Когда надо было поворожить Анюте в зеркало, то луна, по-видимому, для последнего дня масленицы, забыла урочное время своего восхода, и потом, свесившись на скорую руку, минут десять качалась, как маятник на своих небесах. 

Увидев в это время одного знакомого мне романтического Поэта, я сказал ему: - посмотрите-ка, как любимица ваша раскачалась для прощального воскресенья!

Вместо эпилога

Вчера я получил записку от приятеля моего Горемыкова. Вот что он пишет: За стихи, присланные тобой из Северного Меркурия жена чрезвычайно тебе благодарна, - а я... не знаю, как благодарить тебя. 

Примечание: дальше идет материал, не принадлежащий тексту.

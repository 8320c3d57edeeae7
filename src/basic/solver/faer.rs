use faer::{Mat, MatMut, linalg::solvers::Solve};
use nalgebra::{DMatrix, DVector};

use super::{Solve as PoSolve, check_finite, check_square};
use crate::basic::error::{PowerFlowError, Result};

/// Dense partial-pivot LU from faer.
#[derive(Default)]
pub struct FaerSolver;

impl PoSolve for FaerSolver {
    fn solve(&mut self, a: &DMatrix<f64>, b: &mut DVector<f64>) -> Result<()> {
        check_square(a)?;
        let n = a.nrows();
        if n == 0 {
            return Ok(());
        }
        let mat = Mat::<f64>::from_fn(n, n, |i, j| a[(i, j)]);
        let lu = mat.partial_piv_lu();
        let rhs = MatMut::from_column_major_slice_mut(b.as_mut_slice(), n, 1);
        lu.solve_in_place(rhs);
        // faer does not report singular pivots; they surface as inf/nan.
        check_finite(b.iter()).map_err(|_| {
            PowerFlowError::SingularMatrix("Faer numerical error".to_string())
        })
    }
}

Дай Бог тебе здоровья, друг сердечный: ты сделал меня счастливейшим человеком! Надо сказать, что с того самого вечера, когда мы были вместе в театре, я заметил большую перемену в Наташе, по прочтении статьи твоей, она решительно стала другая. 

Дай Бог только, чтобы эта благодетельная перемена с ней осталась навсегда! Чувствуя, что в ней были некоторые недостатки, подобные тем, с какими представлена героиня твоей статьи, она решилась совершенно перемениться. Ты можешь быть уверен, что она не только не сердится на тебя, но даже теперь позволит курить трубку, хоть в гостиной, хоть в кабинете...

Стало быть, читатели, нет худа без добра: может быть некоторых из вас я утомил в то время своей статьей, но зато сделал доброе дело.